§ **TASK TO COMPLETE**
Retype, exactly as they appear below, the lines between the line holding "filename src/db/mod.rs" and the line holding "and the tests.", both ends included.

§ **GIVEN ENTRIES**
------------------------
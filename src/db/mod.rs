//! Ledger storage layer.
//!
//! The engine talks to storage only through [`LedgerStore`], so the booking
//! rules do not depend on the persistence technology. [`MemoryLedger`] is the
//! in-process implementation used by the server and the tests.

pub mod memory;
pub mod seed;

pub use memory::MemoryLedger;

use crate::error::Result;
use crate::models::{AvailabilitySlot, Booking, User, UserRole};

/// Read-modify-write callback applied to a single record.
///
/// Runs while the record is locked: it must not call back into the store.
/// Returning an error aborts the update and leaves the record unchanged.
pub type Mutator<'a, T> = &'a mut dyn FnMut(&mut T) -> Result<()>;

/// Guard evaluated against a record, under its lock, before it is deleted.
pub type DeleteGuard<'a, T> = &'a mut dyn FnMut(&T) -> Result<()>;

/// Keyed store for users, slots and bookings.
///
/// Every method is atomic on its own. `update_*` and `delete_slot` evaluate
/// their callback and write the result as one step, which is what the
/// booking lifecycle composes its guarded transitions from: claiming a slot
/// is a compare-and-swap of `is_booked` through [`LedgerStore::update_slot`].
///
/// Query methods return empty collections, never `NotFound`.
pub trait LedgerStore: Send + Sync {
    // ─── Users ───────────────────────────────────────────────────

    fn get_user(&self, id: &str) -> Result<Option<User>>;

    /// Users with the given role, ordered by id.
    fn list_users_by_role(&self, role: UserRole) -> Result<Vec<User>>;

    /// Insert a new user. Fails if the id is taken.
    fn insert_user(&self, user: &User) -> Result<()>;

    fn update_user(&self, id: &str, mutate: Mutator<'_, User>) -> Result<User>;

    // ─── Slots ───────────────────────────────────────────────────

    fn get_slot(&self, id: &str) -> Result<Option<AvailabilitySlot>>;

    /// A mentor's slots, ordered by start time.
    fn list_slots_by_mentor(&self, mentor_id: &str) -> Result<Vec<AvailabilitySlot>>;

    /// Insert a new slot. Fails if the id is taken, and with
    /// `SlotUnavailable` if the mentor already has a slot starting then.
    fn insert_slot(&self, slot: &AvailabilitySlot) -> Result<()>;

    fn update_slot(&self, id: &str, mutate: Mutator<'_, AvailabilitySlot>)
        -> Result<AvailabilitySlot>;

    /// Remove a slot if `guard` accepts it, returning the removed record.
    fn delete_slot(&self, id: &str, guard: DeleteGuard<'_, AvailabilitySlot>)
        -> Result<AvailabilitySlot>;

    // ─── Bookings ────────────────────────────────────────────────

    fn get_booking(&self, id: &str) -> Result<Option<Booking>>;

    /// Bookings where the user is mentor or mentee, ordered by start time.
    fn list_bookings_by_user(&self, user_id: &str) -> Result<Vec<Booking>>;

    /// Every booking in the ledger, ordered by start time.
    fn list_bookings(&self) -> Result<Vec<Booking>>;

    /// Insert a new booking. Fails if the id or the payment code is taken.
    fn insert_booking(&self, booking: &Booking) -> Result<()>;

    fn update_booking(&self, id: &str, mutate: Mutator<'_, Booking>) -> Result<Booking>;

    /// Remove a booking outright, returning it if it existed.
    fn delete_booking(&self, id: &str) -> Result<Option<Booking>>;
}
------------------------
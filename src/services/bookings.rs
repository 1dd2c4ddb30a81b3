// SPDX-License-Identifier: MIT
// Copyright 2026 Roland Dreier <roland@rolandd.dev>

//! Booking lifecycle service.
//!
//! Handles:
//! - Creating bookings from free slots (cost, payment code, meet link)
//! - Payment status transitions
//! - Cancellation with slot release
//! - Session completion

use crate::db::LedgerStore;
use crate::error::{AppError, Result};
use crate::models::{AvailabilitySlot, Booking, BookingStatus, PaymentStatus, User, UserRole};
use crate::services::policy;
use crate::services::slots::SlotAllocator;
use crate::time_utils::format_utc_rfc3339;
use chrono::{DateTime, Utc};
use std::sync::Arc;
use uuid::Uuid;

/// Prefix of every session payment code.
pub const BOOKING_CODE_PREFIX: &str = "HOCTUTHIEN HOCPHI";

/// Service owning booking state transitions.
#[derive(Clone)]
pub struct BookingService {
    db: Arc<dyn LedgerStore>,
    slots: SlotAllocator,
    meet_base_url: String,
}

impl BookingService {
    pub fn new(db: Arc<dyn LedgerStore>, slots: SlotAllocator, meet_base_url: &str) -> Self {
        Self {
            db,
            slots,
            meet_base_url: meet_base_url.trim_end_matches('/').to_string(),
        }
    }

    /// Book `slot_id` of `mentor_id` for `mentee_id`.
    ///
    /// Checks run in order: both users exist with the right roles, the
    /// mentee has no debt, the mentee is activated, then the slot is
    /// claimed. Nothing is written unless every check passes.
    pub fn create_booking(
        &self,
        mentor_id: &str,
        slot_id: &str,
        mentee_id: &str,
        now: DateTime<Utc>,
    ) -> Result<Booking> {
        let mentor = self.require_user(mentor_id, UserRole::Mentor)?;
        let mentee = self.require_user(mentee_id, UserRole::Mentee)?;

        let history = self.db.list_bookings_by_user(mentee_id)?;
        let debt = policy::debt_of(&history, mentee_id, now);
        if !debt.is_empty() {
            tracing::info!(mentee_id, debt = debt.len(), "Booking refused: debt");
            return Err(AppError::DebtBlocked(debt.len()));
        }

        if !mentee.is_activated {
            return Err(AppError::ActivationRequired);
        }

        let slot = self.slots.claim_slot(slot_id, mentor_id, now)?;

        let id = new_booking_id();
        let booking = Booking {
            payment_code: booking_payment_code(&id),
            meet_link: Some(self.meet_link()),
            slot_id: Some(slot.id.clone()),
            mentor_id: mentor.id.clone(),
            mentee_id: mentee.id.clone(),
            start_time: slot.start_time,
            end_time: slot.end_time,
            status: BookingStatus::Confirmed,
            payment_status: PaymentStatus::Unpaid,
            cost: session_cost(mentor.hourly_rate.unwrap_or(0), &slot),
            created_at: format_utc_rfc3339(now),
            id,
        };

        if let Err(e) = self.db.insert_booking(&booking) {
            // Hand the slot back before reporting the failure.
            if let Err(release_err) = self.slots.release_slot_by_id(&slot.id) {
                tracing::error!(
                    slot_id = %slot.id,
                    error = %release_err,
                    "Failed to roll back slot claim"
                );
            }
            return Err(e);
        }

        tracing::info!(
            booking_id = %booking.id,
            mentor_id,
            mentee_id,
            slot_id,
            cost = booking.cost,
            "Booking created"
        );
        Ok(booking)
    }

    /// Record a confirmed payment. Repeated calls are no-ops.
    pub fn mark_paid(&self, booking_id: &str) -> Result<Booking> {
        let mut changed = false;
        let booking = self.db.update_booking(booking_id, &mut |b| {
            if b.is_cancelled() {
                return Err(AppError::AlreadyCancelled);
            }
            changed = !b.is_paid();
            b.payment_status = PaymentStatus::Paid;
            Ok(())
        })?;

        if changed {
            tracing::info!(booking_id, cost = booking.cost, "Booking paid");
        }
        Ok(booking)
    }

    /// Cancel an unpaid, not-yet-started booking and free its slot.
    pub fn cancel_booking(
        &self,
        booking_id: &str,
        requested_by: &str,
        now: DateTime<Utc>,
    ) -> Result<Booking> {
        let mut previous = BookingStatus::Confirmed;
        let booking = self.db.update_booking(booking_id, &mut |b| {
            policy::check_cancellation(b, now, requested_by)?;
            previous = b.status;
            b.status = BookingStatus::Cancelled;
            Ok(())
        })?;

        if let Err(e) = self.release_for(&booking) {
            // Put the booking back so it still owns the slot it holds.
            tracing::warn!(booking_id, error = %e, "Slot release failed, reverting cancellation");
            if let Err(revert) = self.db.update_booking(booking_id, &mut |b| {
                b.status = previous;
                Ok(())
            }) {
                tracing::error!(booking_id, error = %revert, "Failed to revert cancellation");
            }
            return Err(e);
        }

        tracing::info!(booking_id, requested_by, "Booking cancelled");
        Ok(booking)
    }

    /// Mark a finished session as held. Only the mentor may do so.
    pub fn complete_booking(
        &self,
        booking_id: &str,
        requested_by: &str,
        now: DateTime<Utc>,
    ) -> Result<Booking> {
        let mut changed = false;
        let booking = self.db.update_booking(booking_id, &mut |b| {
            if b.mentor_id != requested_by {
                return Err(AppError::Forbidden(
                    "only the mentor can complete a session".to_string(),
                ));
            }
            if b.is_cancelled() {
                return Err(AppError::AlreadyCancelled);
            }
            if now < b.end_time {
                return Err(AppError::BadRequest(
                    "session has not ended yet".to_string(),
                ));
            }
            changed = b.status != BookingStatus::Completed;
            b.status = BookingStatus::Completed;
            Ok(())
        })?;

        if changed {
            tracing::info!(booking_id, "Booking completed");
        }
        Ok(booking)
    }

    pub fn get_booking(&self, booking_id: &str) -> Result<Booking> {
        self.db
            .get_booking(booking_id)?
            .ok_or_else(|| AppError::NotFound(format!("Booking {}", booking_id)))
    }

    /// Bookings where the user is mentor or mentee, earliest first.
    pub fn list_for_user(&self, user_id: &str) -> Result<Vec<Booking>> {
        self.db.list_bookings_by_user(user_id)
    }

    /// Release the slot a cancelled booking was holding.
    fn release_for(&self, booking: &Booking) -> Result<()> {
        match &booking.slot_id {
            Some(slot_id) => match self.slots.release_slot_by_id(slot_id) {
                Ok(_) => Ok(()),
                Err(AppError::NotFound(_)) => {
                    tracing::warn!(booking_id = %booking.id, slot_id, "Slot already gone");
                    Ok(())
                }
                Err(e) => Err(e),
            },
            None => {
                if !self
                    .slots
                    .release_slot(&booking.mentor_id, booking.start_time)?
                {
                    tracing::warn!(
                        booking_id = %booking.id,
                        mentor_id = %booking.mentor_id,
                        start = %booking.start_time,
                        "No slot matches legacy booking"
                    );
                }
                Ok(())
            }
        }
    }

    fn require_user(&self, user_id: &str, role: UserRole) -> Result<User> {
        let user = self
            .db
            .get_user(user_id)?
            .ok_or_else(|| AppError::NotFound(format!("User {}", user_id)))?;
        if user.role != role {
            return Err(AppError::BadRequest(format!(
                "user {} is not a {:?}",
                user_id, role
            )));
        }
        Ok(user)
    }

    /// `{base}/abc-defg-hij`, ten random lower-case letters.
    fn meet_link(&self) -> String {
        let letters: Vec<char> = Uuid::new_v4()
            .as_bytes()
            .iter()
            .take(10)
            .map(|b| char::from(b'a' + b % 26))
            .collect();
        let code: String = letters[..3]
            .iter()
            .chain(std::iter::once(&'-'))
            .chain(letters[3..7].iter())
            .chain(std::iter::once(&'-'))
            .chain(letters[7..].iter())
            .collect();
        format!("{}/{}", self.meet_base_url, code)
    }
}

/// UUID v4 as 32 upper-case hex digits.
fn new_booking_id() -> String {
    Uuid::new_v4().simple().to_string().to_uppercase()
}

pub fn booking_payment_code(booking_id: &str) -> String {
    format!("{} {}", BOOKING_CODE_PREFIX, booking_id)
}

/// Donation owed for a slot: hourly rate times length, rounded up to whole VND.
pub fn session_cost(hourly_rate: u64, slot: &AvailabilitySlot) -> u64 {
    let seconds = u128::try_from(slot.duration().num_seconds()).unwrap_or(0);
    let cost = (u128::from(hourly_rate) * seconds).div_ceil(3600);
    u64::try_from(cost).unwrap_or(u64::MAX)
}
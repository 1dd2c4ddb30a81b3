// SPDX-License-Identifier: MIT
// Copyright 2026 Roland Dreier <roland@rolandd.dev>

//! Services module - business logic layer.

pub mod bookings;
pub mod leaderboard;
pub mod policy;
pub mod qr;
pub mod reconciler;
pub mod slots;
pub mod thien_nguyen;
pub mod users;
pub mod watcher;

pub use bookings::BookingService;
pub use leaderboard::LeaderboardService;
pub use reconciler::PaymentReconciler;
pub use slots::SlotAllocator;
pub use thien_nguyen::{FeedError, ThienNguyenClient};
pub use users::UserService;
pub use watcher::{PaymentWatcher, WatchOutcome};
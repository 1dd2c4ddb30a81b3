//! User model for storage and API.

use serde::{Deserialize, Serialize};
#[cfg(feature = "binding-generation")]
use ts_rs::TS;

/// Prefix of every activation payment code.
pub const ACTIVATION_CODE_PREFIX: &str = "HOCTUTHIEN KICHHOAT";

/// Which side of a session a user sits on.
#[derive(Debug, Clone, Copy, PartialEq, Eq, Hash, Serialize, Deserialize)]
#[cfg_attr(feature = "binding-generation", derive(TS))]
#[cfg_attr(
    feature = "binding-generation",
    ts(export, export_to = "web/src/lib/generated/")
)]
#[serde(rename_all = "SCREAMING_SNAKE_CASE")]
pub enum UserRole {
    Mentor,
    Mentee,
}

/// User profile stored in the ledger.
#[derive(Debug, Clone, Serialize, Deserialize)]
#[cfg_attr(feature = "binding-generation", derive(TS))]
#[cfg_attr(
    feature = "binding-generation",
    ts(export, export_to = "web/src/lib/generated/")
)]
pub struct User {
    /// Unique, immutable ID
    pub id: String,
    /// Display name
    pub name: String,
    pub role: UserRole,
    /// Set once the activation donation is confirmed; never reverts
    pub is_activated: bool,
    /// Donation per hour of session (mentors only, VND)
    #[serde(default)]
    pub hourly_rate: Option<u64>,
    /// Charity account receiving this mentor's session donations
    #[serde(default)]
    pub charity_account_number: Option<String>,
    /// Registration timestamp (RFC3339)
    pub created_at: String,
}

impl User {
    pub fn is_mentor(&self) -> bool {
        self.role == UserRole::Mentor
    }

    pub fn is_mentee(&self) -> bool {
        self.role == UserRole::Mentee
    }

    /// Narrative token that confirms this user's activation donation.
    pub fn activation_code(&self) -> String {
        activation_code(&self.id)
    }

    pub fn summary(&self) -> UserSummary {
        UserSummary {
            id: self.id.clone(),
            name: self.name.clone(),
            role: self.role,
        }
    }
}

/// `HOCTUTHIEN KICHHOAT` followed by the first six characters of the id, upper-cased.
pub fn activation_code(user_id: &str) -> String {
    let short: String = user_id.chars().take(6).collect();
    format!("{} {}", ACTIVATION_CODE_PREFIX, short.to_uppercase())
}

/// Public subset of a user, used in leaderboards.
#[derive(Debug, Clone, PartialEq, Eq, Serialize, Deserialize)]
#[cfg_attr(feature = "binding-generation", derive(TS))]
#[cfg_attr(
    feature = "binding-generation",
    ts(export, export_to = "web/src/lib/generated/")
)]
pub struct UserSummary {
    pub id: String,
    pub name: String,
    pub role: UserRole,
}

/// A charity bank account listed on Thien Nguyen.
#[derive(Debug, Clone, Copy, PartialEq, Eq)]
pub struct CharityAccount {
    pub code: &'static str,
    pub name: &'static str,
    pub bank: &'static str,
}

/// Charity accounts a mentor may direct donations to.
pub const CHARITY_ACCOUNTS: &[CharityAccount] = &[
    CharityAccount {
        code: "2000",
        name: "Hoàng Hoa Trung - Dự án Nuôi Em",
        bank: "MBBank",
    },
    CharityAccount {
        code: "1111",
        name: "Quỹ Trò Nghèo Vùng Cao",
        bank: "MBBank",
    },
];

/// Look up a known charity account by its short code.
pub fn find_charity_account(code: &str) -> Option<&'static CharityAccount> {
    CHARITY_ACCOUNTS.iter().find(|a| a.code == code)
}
------------------------
§ **WRITTEN SOLUTION**
filename src/db/mod.rs
//! Ledger storage layer.
//!
//! The engine talks to storage only through [`LedgerStore`], so the booking
//! rules do not depend on the persistence technology. [`MemoryLedger`] is the
//! in-process implementation used by the server and the tests.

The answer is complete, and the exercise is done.